About the time that van Helmont died there was coming to the front in Florence a young Italian poet, born at Arezzo—in whose cathedral he now lies buried—who had a singular turn for investigating the secret workings of organic nature. Francesco Redi—his name is immortalized in the little larva Redia—was courtier, poet, doctor, above all zoologist; and he belonged to that comparatively small section of teetotallers who have enthusiastically sung the merits of wine.[3] By a series of accurate experiments, such as nowadays are performed by every cook, Redi proved conclusively that meat did not spontaneously produce flies. Shortly afterwards Vallisnieri of Padua demonstrated that fruit did not of itself give rise to grubs. In fact, unless an insect deposited its egg in the fruit, there were no grubs.
The use of the microscope, however, lent a fresh vigour to the believers in spontaneous generation; and, forced to relinquish the mouse and the insect, they still found satisfaction in germs. In the middle of the eighteenth century the doctrine was firmly upheld by an English priest, one Needham, whose experiments, in spite of the keen, and as we now know, unanswerable criticisms of the Abbé Spallanzani, were so convincing that he was early elected a Fellow of the Royal Society. From his time till late in the last century, the question of the spontaneous origin of microscopic life has from time to time troubled the mind of man. Pasteur, Tyndall, and others have at length laid that ghost. It would take too much space to discuss all the experiments made to solve this question. Pasteur’s work did not escape the liveliest criticism; and eventually, in order to settle the matter, he appealed to the Academy of Sciences to appoint a Commission to report on the experiments of himself and his opponents. It is needless to say that when the Committee met and inspected the experiments of Pasteur, and listened to the excuses of his critics, they pronounced absolutely in favour of Pasteur.
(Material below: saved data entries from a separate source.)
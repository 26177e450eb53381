mod api_doc;
mod config;
mod error;
mod handlers;
mod models;
mod routes;
mod state;
mod store;

use anyhow::Context;
use config::Config;
use state::AppState;
use store::ItemStore;
use tokio::net::TcpListener;
use tracing_subscriber::{layer::SubscriberExt, util::SubscriberInitExt};

#[tokio::main]
async fn main() -> anyhow::Result<()> {
    dotenvy::dotenv().ok();

    tracing_subscriber::registry()
        .with(
            tracing_subscriber::EnvFilter::try_from_default_env()
                .unwrap_or_else(|_| "info,item_service=debug,tower_http=debug".into()),
        )
        .with(tracing_subscriber::fmt::layer())
        .init();

    tracing::info!("item-service starting");

    let config = Config::from_env()?;
    config.log_startup();

    let store = ItemStore::seeded();
    tracing::info!("Seeded store with {} items", store.len());

    let state = AppState::new(store, config);
    let addr = state.config.bind_address();
    let app = routes::build_router(state);

    let listener = TcpListener::bind(&addr)
        .await
        .with_context(|| format!("failed to bind {}", addr))?;
    tracing::info!("Listening on {}", addr);

    axum::serve(listener, app).await?;

    Ok(())
}
//! Catalog scan through merge, against a scratch score library.

use indicatif::ProgressBar;
use std::path::{Path, PathBuf};
use tempfile::TempDir;

use setlist_builder::catalog::scan_group;
use setlist_builder::merge::{run_merges, MergeJob, Merger};
use setlist_builder::output::{
    bootstrap_setlist_dir, write_debug_dumps, write_resolution, SetlistLayout, NOT_FOUND_PARTS_FILE,
};
use setlist_builder::{classify_ensemble, Catalog, Error, Resolver, RunSummary, SetlistConfig, SourcesConfig};

/// Writes the sorted part folder listing as the "merged" book.
struct ListingMerger;

impl Merger for ListingMerger {
    fn merge(&self, job: &MergeJob) -> setlist_builder::Result<()> {
        let mut names: Vec<String> = std::fs::read_dir(&job.source_dir)?
            .filter_map(|e| e.ok())
            .map(|e| e.file_name().to_string_lossy().into_owned())
            .collect();
        names.sort();
        std::fs::write(&job.merged_file, names.join("\n"))?;
        Ok(())
    }
}

fn write_scores(dir: &Path, names: &[&str]) {
    std::fs::create_dir_all(dir).unwrap();
    for name in names {
        std::fs::write(dir.join(name), format!("%PDF {}", name)).unwrap();
    }
}

fn setup(strict: bool) -> (TempDir, PathBuf, PathBuf) {
    let root = TempDir::new().unwrap();
    write_scores(
        &root.path().join("scores"),
        &["Alpha - Trumpet 1.pdf", "Alpha - Trumpet 2.pdf", "Alpha - Bass.pdf", "Bravo - Bass.pdf"],
    );

    let sources = root.path().join("sources.toml");
    std::fs::write(
        &sources,
        format!(
            "[groups.mammoth]\nconvention = \"a\"\ndirs = [\"scores\"]\nstrict = {}\n",
            strict
        ),
    )
    .unwrap();

    let setlist = root.path().join("setlist.toml");
    std::fs::write(
        &setlist,
        r#"
        name = "Gig"
        source = "mammoth"
        parts = ["trumpet 1", "trombone", "bass"]

        [[sets]]
        name = "Set 1"
        songs = ["Alpha", "Ghost"]

        [[sets]]
        name = "Set 2"
        songs = ["Bravo"]
        "#,
    )
    .unwrap();

    (root, sources, setlist)
}

fn build_catalog(sources: &SourcesConfig) -> Catalog {
    let group = sources.group("mammoth").unwrap();
    let catalog = scan_group("mammoth", group, &sources.ignore_patterns);
    let path = sources.catalog_path("mammoth");
    catalog.persist(&path).unwrap();
    Catalog::load(&path).unwrap()
}

#[test]
fn test_full_pipeline() {
    let (_root, sources_path, setlist_path) = setup(false);
    let sources = SourcesConfig::load(&sources_path).unwrap();
    let config = SetlistConfig::load(&setlist_path).unwrap();
    let catalog = build_catalog(&sources);
    assert_eq!(catalog.len(), 4);

    let setlist = &config.setlist;
    let parts = config.part_spec();
    let group = sources.group(&setlist.source).unwrap();
    let resolver = Resolver::new(&catalog, classify_ensemble(&config.parts), setlist.options.clone())
        .strict(&setlist.source, group.strict)
        .trumpet_swap(group.trumpet_swap);
    let resolution = resolver.resolve(setlist, &parts, &ProgressBar::hidden()).unwrap();

    assert_eq!(resolution.total_found(), 3);
    assert_eq!(resolution.not_found("trombone"), ["Alpha", "Ghost", "Bravo"]);
    assert_eq!(resolution.not_found("trumpet 1"), ["Ghost", "Bravo"]);
    assert_eq!(resolution.not_found("bass"), ["Ghost"]);

    let layout = SetlistLayout::new(&sources.setlists_dir, &setlist.name).unwrap();
    bootstrap_setlist_dir(&layout, setlist, &parts, &sources.source_dirs(), &sources.reserved_dirs()).unwrap();
    write_resolution(&layout, &resolution).unwrap();
    write_debug_dumps(&layout, &resolution).unwrap();

    let jobs: Vec<MergeJob> = parts.parts().map(|p| MergeJob::for_part(&layout, p)).collect();
    let mut completions = 0;
    let report = run_merges(&ListingMerger, &jobs, |_| completions += 1);
    assert_eq!(completions, 3);
    assert!(report.all_merged());

    let bass_book = std::fs::read_to_string(layout.merged_file("bass")).unwrap();
    assert_eq!(
        bass_book.lines().collect::<Vec<_>>(),
        vec![
            "1.00. Set 1.pdf",
            "1.01. Alpha - Bass.pdf",
            "1.02. Ghost (NOT FOUND).pdf",
            "2.00. Set 2.pdf",
            "2.01. Bravo - Bass.pdf",
        ]
    );

    let trombone_book = std::fs::read_to_string(layout.merged_file("trombone")).unwrap();
    assert_eq!(
        trombone_book.lines().collect::<Vec<_>>(),
        vec!["1.00. Set 1.pdf", "1.02. Ghost (NOT FOUND).pdf", "2.00. Set 2.pdf"]
    );

    let copied = std::fs::read_to_string(layout.part_dir("trumpet 1").join("1.01. Alpha - Trumpet 1.pdf")).unwrap();
    assert_eq!(copied, "%PDF Alpha - Trumpet 1.pdf");

    let not_found: serde_json::Value =
        serde_json::from_str(&std::fs::read_to_string(layout.dir.join(NOT_FOUND_PARTS_FILE)).unwrap()).unwrap();
    assert_eq!(not_found["trombone"].as_array().unwrap().len(), 3);

    let summary = RunSummary::new(&setlist.name, &resolution, &report, std::time::Duration::ZERO);
    assert_eq!(summary.total_parts_found, 3);
    assert_eq!(summary.total_not_found, 6);
    summary.write_to_file(&layout.summary_file()).unwrap();
    assert!(layout.summary_file().exists());
}

#[test]
fn test_strict_group_aborts_on_missing_song() {
    let (_root, sources_path, setlist_path) = setup(true);
    let sources = SourcesConfig::load(&sources_path).unwrap();
    let config = SetlistConfig::load(&setlist_path).unwrap();
    let catalog = build_catalog(&sources);

    let group = sources.group("mammoth").unwrap();
    let resolver = Resolver::new(&catalog, classify_ensemble(&config.parts), config.setlist.options.clone())
        .strict("mammoth", group.strict);
    let err = resolver
        .resolve(&config.setlist, &config.part_spec(), &ProgressBar::hidden())
        .unwrap_err();
    assert!(matches!(err, Error::SongNotFound { ref title, .. } if title == "Ghost"));

    // Nothing was written before the failure
    let layout = SetlistLayout::new(&sources.setlists_dir, &config.setlist.name).unwrap();
    assert!(!layout.dir.exists());
}

#[test]
fn test_missing_catalog_is_fatal() {
    let (_root, sources_path, _) = setup(false);
    let sources = SourcesConfig::load(&sources_path).unwrap();
    let err = Catalog::load(&sources.catalog_path("mammoth")).unwrap_err();
    assert!(matches!(err, Error::CatalogRead { .. }));
}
In 1862 Pasteur succeeded Senarmont as a member of the Academy of Sciences; and, it is interesting to note, he was presented by the mineralogical section. During this year he had interested himself in the manufacture of vinegar, which is extensively carried on in and around Orleans. He investigated the action of the Mycoderma aceti, the mould whose activity converts alcohol into acetic acid; and he taught the manufacturers the importance of pure cultures, showing them how, by a careful manipulation of the temperature, and by artificially sowing the fungus which effects the chemical change, the product they sought could be produced in a week or ten days, instead of requiring two or three months. This problem naturally led on to the acetous fermentation of wine, the cause of great loss to French wine exporters. Pasteur was able to demonstrate that the sourness of wine is caused by various foreign organisms, each of which causes a peculiar flavour to appear in the wine it attacks. The bouquet of wine is notoriously a delicate object, easily disturbed; and the question arose how to check the growth of the organisms without interfering with the bouquet. Pasteur solved it as he solved similar problems with regard to milk. He was able to show that after wine is properly oxygenated, if it be heated to a temperature of some 55° to 60° C. the acid-forming micro-organisms are destroyed, whilst the bouquet is unaffected. Perhaps one of Pasteur’s greatest triumphs was his success in demonstrating this to a representative assemblage of wine-tasters, notoriously a very opinionative class of people.